Nos últimos meses, registros da diminuição de anticorpos geraram dúvidas sobre o fim da imunidade em poucos tempo, deixando as pessoas vulneráveis ao vírus outra vez. Mas vários especialistas apontaram que é natural que os níveis de anticorpos diminuam. Além disso, anticorpos são apenas uma parte do sistema imunológico. Apesar da presença dos anticorpos no sangue ser necessária para bloquear o vírus e uma segunda infecção – uma condição chamada de imunidade esterilizante -, células imunes que “lembram” do vírus podem frequentemente ser responsáveis pela prevenção de doenças mais graves.
“A imunidade esterilizante não acontece com frequência – essa não é a regra”, disse Alessandro Sette, imunologista da La Jolla e co-autor do estudo. Segundo ele, é mais comum que as pessoas sejam infectadas uma segunda vez por um patógeno específico, e que o sistema imunológico reconheça o invasor e rapidamente destrua a infecção.
O coronavírus, particularmente, é lento em causar danos, dando ao sistema imunológico tempo suficiente para agir. “(O vírus) pode ser detido tão rápido que você não apenas deixa de desenvolver sintomas, mas também não o dissemina”, disse Sette. Ele e os colegas recrutaram 185 homens e mulheres, de 19 a 81 anos, que se recuperaram da covid-19. A maioria teve sintomas leves e não precisou de internação. Boa parte dos participantes disponibilizou apenas uma amostra de sangue, mas 38 deles tiveram amostras coletadas várias vezes ao longo dos meses.
A equipe rastreou quatro componentes do sistema imunológico: anticorpos, células B que produzem mais anticorpos quando necessário; e dois tipos de células T que destroem outras células infectadas. A ideia era fazer um panorama da resposta imunológica ao longo do tempo olhando para todos esses elementos. “Se você observar apenas um, pode estar perdendo a visão completa”, disse Crotty. Ele e os colegas descobriram que os anticorpos têm durabilidade, com declínios modestos de seis a oito meses após a infecção, apesar de haver diferença de 200 vezes entre os níveis encontrados nos participantes.
Células T mostraram apenas uma pequena e lenta diminuição no corpo, enquanto células B aumentaram em quantidade – uma descoberta inesperada que os pesquisadores ainda não conseguem explicar. “Estamos aprendendo, acho que pela primeira vez, sobre essas dinâmicas ao longo do tempo”, disse Gommerman.
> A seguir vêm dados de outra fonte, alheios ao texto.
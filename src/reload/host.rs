//! 宿主协作方接口 - UI、声明式布局、进程控制、模块加载
//!
//! 重载引擎只通过这些 trait 与 GUI 框架和操作系统打交道。

use crate::core::fingerprint::calculate_hash;
use crate::reload::registry::{LoadedModule, RuntimeRegistry};
use anyhow::{bail, Context, Result};
use std::collections::BTreeSet;
use std::path::{Path, PathBuf};
use std::process::{Child, Command};
use tracing::{debug, error, info, warn};

/// UI 宿主
pub trait UiHost {
    /// 清空当前控件树并用顶层构建函数重新构建
    fn rebuild_root_widget(&mut self) -> Result<()>;

    /// 用可滚动的错误视图替换当前 UI
    fn show_error(&mut self, message: &str, trace: &str);
}

/// 声明式布局加载器
pub trait MarkupLoader {
    fn unload(&mut self, path: &Path);

    fn load(&mut self, path: &Path) -> Result<()>;
}

/// 进程控制
pub trait ProcessControl {
    /// 以相同参数重新启动进程
    fn restart_current_process(&mut self, argv: &[String]) -> Result<()>;

    fn terminate(&mut self, pid: u32) -> Result<()>;

    /// 是否可以重启宿主 Activity（仅设备环境）
    fn can_restart_activity(&self) -> bool {
        false
    }

    fn restart_activity(&mut self) -> Result<()> {
        bail!("当前环境不支持重启 Activity")
    }

    /// 删除旧字节码并重新编译服务文件
    fn recompile_service(&mut self, path: &Path) -> Result<()>;

    /// 停止后台服务，成功返回 true
    fn stop_service(&mut self, name: &str) -> bool;
}

/// 模块加载器：执行模块源码并返回它的命名空间
pub trait ModuleLoader {
    fn import(&self, name: &str, path: &Path, registry: &RuntimeRegistry) -> Result<LoadedModule>;
}

/// 重启方式
#[derive(Debug, Clone)]
enum RestartMode {
    /// 用同样的参数替换当前进程
    ReExec,
    /// 应用作为子进程运行，重启时先结束旧的子进程
    Child,
}

/// 本机进程控制
pub struct NativeProcess {
    mode: RestartMode,
    children: Vec<Child>,
    compile_command: Vec<String>,
}

impl NativeProcess {
    /// 重启时替换当前进程
    pub fn reexec(compile_command: Vec<String>) -> Self {
        Self {
            mode: RestartMode::ReExec,
            children: Vec::new(),
            compile_command,
        }
    }

    /// 应用以子进程方式运行
    pub fn managed(compile_command: Vec<String>) -> Self {
        Self {
            mode: RestartMode::Child,
            children: Vec::new(),
            compile_command,
        }
    }

    /// 启动应用子进程并登记
    pub fn launch(&mut self, argv: &[String]) -> Result<u32> {
        let (program, args) = argv.split_first().context("启动命令为空")?;
        let child = Command::new(program)
            .args(args)
            .spawn()
            .with_context(|| format!("启动 {:?} 失败", argv))?;
        let pid = child.id();
        info!("应用已启动: {:?} (pid {})", argv, pid);
        self.children.push(child);
        Ok(pid)
    }

    /// 结束所有登记的子进程
    pub fn terminate_children(&mut self) {
        for mut child in self.children.drain(..) {
            let pid = child.id();
            if let Err(e) = child.kill() {
                debug!("子进程 {} 已退出: {}", pid, e);
            }
            let _ = child.wait();
        }
    }

    pub fn child_pids(&self) -> Vec<u32> {
        self.children.iter().map(Child::id).collect()
    }

    #[cfg(unix)]
    fn replace_current(argv: &[String]) -> Result<()> {
        use std::os::unix::process::CommandExt;

        let exe = std::env::current_exe().context("无法获取当前可执行文件路径")?;
        let args = argv.get(1..).unwrap_or_default();
        info!("重新执行当前进程: {:?} {:?}", exe, args);
        // exec 只在失败时返回
        let err = Command::new(&exe).args(args).exec();
        warn!("exec 失败，改为启动新进程: {}", err);
        Command::new(&exe)
            .args(args)
            .spawn()
            .with_context(|| format!("启动 {:?} 失败", exe))?;
        std::process::exit(0)
    }

    #[cfg(not(unix))]
    fn replace_current(argv: &[String]) -> Result<()> {
        let exe = std::env::current_exe().context("无法获取当前可执行文件路径")?;
        let args = argv.get(1..).unwrap_or_default();
        info!("启动新进程: {:?} {:?}", exe, args);
        // 宿主进程保留下来等待子进程，Ctrl-C 仍能到达新进程
        let status = Command::new(&exe)
            .args(args)
            .status()
            .with_context(|| format!("启动 {:?} 失败", exe))?;
        std::process::exit(status.code().unwrap_or(0))
    }
}

impl Drop for NativeProcess {
    fn drop(&mut self) {
        self.terminate_children();
    }
}

impl ProcessControl for NativeProcess {
    fn restart_current_process(&mut self, argv: &[String]) -> Result<()> {
        match self.mode {
            RestartMode::Child => {
                self.terminate_children();
                self.launch(argv).map(|_| ())
            }
            RestartMode::ReExec => {
                self.terminate_children();
                Self::replace_current(argv)
            }
        }
    }

    fn terminate(&mut self, pid: u32) -> Result<()> {
        if pid == std::process::id() {
            info!("结束当前进程");
            std::process::exit(0);
        }

        if let Some(index) = self.children.iter().position(|c| c.id() == pid) {
            let mut child = self.children.remove(index);
            child.kill().with_context(|| format!("结束子进程 {} 失败", pid))?;
            let _ = child.wait();
            return Ok(());
        }

        let result = if cfg!(windows) {
            Command::new("taskkill")
                .args(["/F", "/PID", &pid.to_string()])
                .status()
        } else {
            Command::new("kill").arg(pid.to_string()).status()
        };
        let status = result.with_context(|| format!("结束进程 {} 失败", pid))?;

        if !status.success() {
            bail!("结束进程 {} 失败: {}", pid, status);
        }
        Ok(())
    }

    fn recompile_service(&mut self, path: &Path) -> Result<()> {
        let mut compiled = path.as_os_str().to_owned();
        compiled.push("c");
        let compiled = PathBuf::from(compiled);
        if compiled.exists() {
            std::fs::remove_file(&compiled)
                .with_context(|| format!("删除 {:?} 失败", compiled))?;
        }

        let Some((program, args)) = self.compile_command.split_first() else {
            debug!("未配置编译命令，跳过重新编译 {:?}", path);
            return Ok(());
        };
        let status = Command::new(program)
            .args(args)
            .arg(path)
            .status()
            .with_context(|| format!("运行编译命令 {:?} 失败", self.compile_command))?;
        if !status.success() {
            bail!("编译 {:?} 失败: {}", path, status);
        }
        info!("已重新编译服务文件 {:?}", path);
        Ok(())
    }

    fn stop_service(&mut self, name: &str) -> bool {
        // 桌面端服务与应用在同一进程中运行，重启进程即可
        warn!("当前平台没有独立的服务进程可停止: {}", name);
        false
    }
}

/// 无界面宿主：用于命令行接收端，所有 UI 操作只记录日志
#[derive(Debug, Default)]
pub struct HeadlessHost {
    pub rebuilds: usize,
    pub errors: Vec<(String, String)>,
    pub markup: BTreeSet<PathBuf>,
}

impl UiHost for HeadlessHost {
    fn rebuild_root_widget(&mut self) -> Result<()> {
        self.rebuilds += 1;
        info!("根控件已重建 (第 {} 次)", self.rebuilds);
        Ok(())
    }

    fn show_error(&mut self, message: &str, trace: &str) {
        error!("重载失败: {}\n{}", message, trace);
        self.errors.push((message.to_string(), trace.to_string()));
    }
}

impl MarkupLoader for HeadlessHost {
    fn unload(&mut self, path: &Path) {
        if self.markup.remove(path) {
            debug!("已卸载布局 {:?}", path);
        }
    }

    fn load(&mut self, path: &Path) -> Result<()> {
        std::fs::metadata(path).with_context(|| format!("布局文件不存在: {:?}", path))?;
        self.markup.insert(path.to_path_buf());
        info!("已加载布局 {:?}", path);
        Ok(())
    }
}

/// 只记录源码指纹的模块加载器，供无界面接收端使用
#[derive(Debug, Default)]
pub struct DigestModuleLoader;

impl ModuleLoader for DigestModuleLoader {
    fn import(&self, name: &str, path: &Path, _registry: &RuntimeRegistry) -> Result<LoadedModule> {
        let data = std::fs::read(path).with_context(|| format!("读取模块 {} 失败", name))?;
        let mut module = LoadedModule::new(name, path);
        module
            .exports
            .insert("__digest__".to_string(), calculate_hash(&data));
        Ok(module)
    }
}

#[cfg(test)]
mod tests {
    use super::*;

    #[test]
    fn test_headless_markup_requires_file() {
        let dir = tempfile::tempdir().unwrap();
        let kv = dir.path().join("screen.kv");
        let mut host = HeadlessHost::default();
        assert!(host.load(&kv).is_err());

        std::fs::write(&kv, "<Screen>:").unwrap();
        host.load(&kv).unwrap();
        assert!(host.markup.contains(&kv));
        host.unload(&kv);
        assert!(host.markup.is_empty());
    }

    #[test]
    fn test_digest_loader_tracks_content() {
        let dir = tempfile::tempdir().unwrap();
        let path = dir.path().join("a.py");
        std::fs::write(&path, "A = 1").unwrap();
        let registry = RuntimeRegistry::in_memory();

        let first = DigestModuleLoader.import("a", &path, &registry).unwrap();
        std::fs::write(&path, "A = 2").unwrap();
        let second = DigestModuleLoader.import("a", &path, &registry).unwrap();
        assert_ne!(first.export("__digest__"), second.export("__digest__"));
    }

    #[cfg(unix)]
    #[test]
    fn test_managed_restart_replaces_child() {
        let mut process = NativeProcess::managed(Vec::new());
        let argv = vec!["sleep".to_string(), "5".to_string()];
        let first = process.launch(&argv).unwrap();
        process.restart_current_process(&argv).unwrap();
        let pids = process.child_pids();
        assert_eq!(pids.len(), 1);
        assert_ne!(pids[0], first);
        process.terminate(pids[0]).unwrap();
        assert!(process.child_pids().is_empty());
    }

    #[test]
    fn test_recompile_without_command_removes_bytecode() {
        let dir = tempfile::tempdir().unwrap();
        let service = dir.path().join("service.py");
        let compiled = dir.path().join("service.pyc");
        std::fs::write(&service, "x = 1").unwrap();
        std::fs::write(&compiled, "bytecode").unwrap();

        let mut process = NativeProcess::managed(Vec::new());
        process.recompile_service(&service).unwrap();
        assert!(!compiled.exists());
    }
}
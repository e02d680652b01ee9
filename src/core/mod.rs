pub mod archive;
pub mod comparator;
pub mod engine;
pub mod exclusion;
pub mod fingerprint;
pub mod strategy;
pub mod transport;
pub mod tree;

pub use archive::{apply_archive, build_archive, AppliedChangeSet, BuiltArchive, Manifest};
pub use comparator::{diff, ChangeSet};
pub use engine::{PushEngine, PushReport, PushStatus};
pub use exclusion::ExclusionRules;
pub use fingerprint::{calculate_hash, scan, FingerprintStore, ProjectSnapshot};
pub use strategy::{choose, TransferKind};
pub use transport::{device_addr, AckReply, ArchiveSink, IncomingArchive, ReceiverServer, TcpSender};
pub use tree::format_file_tree;
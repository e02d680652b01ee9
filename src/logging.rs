//! 日志模块 - 提供文件日志和大小管理功能

use crate::config::CONFIG_FILE;
use crate::core::fingerprint::STATE_DIR;
use serde::{Deserialize, Serialize};
use std::fs::{self, File, OpenOptions};
use std::io::{self, BufWriter, Write};
use std::path::{Path, PathBuf};
use tracing_appender::non_blocking::WorkerGuard;
use tracing_subscriber::prelude::*;
use tracing_subscriber::EnvFilter;

/// 日志文件名
pub const LOG_FILE: &str = "app.log";

/// 日志配置（`hotpush.toml` 的 `[log]` 表）
#[derive(Debug, Clone, PartialEq, Eq, Serialize, Deserialize)]
pub struct LogConfig {
    /// 是否写日志文件
    #[serde(default = "default_enabled")]
    pub enabled: bool,
    /// 单个日志文件最大大小（MB），超过后轮转为 app.log.old
    #[serde(default = "default_max_size_mb")]
    pub max_size_mb: u32,
    /// 日志级别: "error", "warn", "info", "debug", "trace"
    #[serde(default = "default_level")]
    pub level: String,
}

fn default_enabled() -> bool {
    true
}

fn default_max_size_mb() -> u32 {
    5 // 默认 5MB
}

fn default_level() -> String {
    "info".to_string()
}

impl Default for LogConfig {
    fn default() -> Self {
        Self {
            enabled: default_enabled(),
            max_size_mb: default_max_size_mb(),
            level: default_level(),
        }
    }
}

impl LogConfig {
    /// 只读取项目配置中的 `[log]` 表，用于在完整加载配置之前初始化日志
    ///
    /// 文件不存在或解析失败时使用默认值，具体错误留给完整加载时报告。
    pub fn load(project_root: &Path) -> Self {
        #[derive(Deserialize)]
        struct LogSection {
            #[serde(default)]
            log: LogConfig,
        }

        fs::read_to_string(project_root.join(CONFIG_FILE))
            .ok()
            .and_then(|content| toml::from_str::<LogSection>(&content).ok())
            .map(|section| section.log)
            .unwrap_or_default()
    }

    /// 限制在 1..=100 MB
    pub fn clamped_max_size_mb(&self) -> u32 {
        self.max_size_mb.clamp(1, 100)
    }

    /// 将配置的日志级别转换为 tracing Level
    pub fn tracing_level(&self) -> tracing::Level {
        match self.level.to_lowercase().as_str() {
            "error" => tracing::Level::ERROR,
            "warn" => tracing::Level::WARN,
            "debug" => tracing::Level::DEBUG,
            "trace" => tracing::Level::TRACE,
            _ => tracing::Level::INFO,
        }
    }
}

/// 带大小限制的日志写入器
///
/// 由 `tracing_appender` 的后台线程独占，不需要加锁。
pub struct SizeRotatingWriter {
    file_path: PathBuf,
    max_size: u64,
    written: u64,
    writer: BufWriter<File>,
}

impl SizeRotatingWriter {
    pub fn new(log_dir: &Path, max_size_mb: u32) -> io::Result<Self> {
        Self::with_max_bytes(log_dir, (max_size_mb as u64) * 1024 * 1024)
    }

    fn with_max_bytes(log_dir: &Path, max_size: u64) -> io::Result<Self> {
        fs::create_dir_all(log_dir)?;
        let file_path = log_dir.join(LOG_FILE);
        let (writer, written) = Self::open_file(&file_path, max_size)?;

        Ok(Self {
            file_path,
            max_size,
            written,
            writer,
        })
    }

    fn open_file(file_path: &Path, max_size: u64) -> io::Result<(BufWriter<File>, u64)> {
        // 启动时如果现有文件已超过限制，先轮转
        if let Ok(metadata) = fs::metadata(file_path) {
            if metadata.len() > max_size {
                Self::rotate_log(file_path)?;
            }
        }

        let file = OpenOptions::new()
            .create(true)
            .append(true)
            .open(file_path)?;
        let len = file.metadata().map(|m| m.len()).unwrap_or(0);
        Ok((BufWriter::new(file), len))
    }

    /// 轮转日志文件：app.log -> app.log.old
    fn rotate_log(file_path: &Path) -> io::Result<()> {
        let backup_path = file_path.with_extension("log.old");
        if backup_path.exists() {
            fs::remove_file(&backup_path)?;
        }
        fs::rename(file_path, &backup_path)
    }

    fn rotate(&mut self) -> io::Result<()> {
        self.writer.flush()?;
        Self::rotate_log(&self.file_path)?;
        let (writer, written) = Self::open_file(&self.file_path, self.max_size)?;
        self.writer = writer;
        self.written = written;
        Ok(())
    }
}

impl Write for SizeRotatingWriter {
    fn write(&mut self, buf: &[u8]) -> io::Result<usize> {
        let n = self.writer.write(buf)?;
        self.writer.flush()?;
        self.written += n as u64;

        if self.written > self.max_size {
            // 轮转失败不影响本次写入
            let _ = self.rotate();
        }
        Ok(n)
    }

    fn flush(&mut self) -> io::Result<()> {
        self.writer.flush()
    }
}

/// 项目的日志目录
pub fn log_dir(project_root: &Path) -> PathBuf {
    project_root.join(STATE_DIR).join("logs")
}

/// 初始化日志系统
///
/// 控制台始终输出；文件日志经 `non_blocking` 写入，返回的 guard 必须存活到程序退出。
/// `RUST_LOG` 优先于配置中的级别。
pub fn init_logging(log_dir: &Path, config: &LogConfig, verbose: bool) -> Option<WorkerGuard> {
    let level = if verbose {
        tracing::Level::DEBUG
    } else {
        config.tracing_level()
    };
    let env_filter = EnvFilter::try_from_default_env()
        .unwrap_or_else(|_| EnvFilter::new(format!("warn,hotpush={0},hotpush_lib={0}", level)));

    let file_writer = if config.enabled {
        match SizeRotatingWriter::new(log_dir, config.clamped_max_size_mb()) {
            Ok(writer) => Some(writer),
            Err(e) => {
                eprintln!("无法创建日志文件 {:?}: {}", log_dir, e);
                None
            }
        }
    } else {
        None
    };

    let (file_layer, guard) = match file_writer {
        Some(writer) => {
            let (non_blocking, guard) = tracing_appender::non_blocking(writer);
            let layer = tracing_subscriber::fmt::layer()
                .with_writer(non_blocking)
                .with_ansi(false)
                .with_target(false)
                .with_thread_ids(false)
                .with_thread_names(false);
            (Some(layer), Some(guard))
        }
        None => (None, None),
    };

    let console_layer = tracing_subscriber::fmt::layer()
        .with_target(false)
        .with_thread_ids(false)
        .with_thread_names(false);

    let _ = tracing_subscriber::registry()
        .with(env_filter)
        .with(file_layer)
        .with(console_layer)
        .try_init();
    guard
}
Dúvidas sobre quanto tempo a imunidade contra o coronavírus poderia durar surgiram principalmente após pesquisas que tinham como foco gripes comuns causadas por esses tipos de vírus. Um estudo citado com frequência, liderado por Jeffrey Shaman, da Universidade Columbia, sugeriu que a imunidade poderia desaparecer rapidamente e que reinfecções poderiam ocorrer dentro de um ano.
“O que precisamos ter em mente é se a reinfecção vai ou não ser uma preocupação”, disse Shaman. “E ver evidência de que temos esse tipo de resposta robusta e persistente, pelo menos nessas escalas de tempo, é muito encorajador.” Segundo ele, até agora, pelo menos, os casos de reinfecção pelo novo coronavírus parecem ser raros.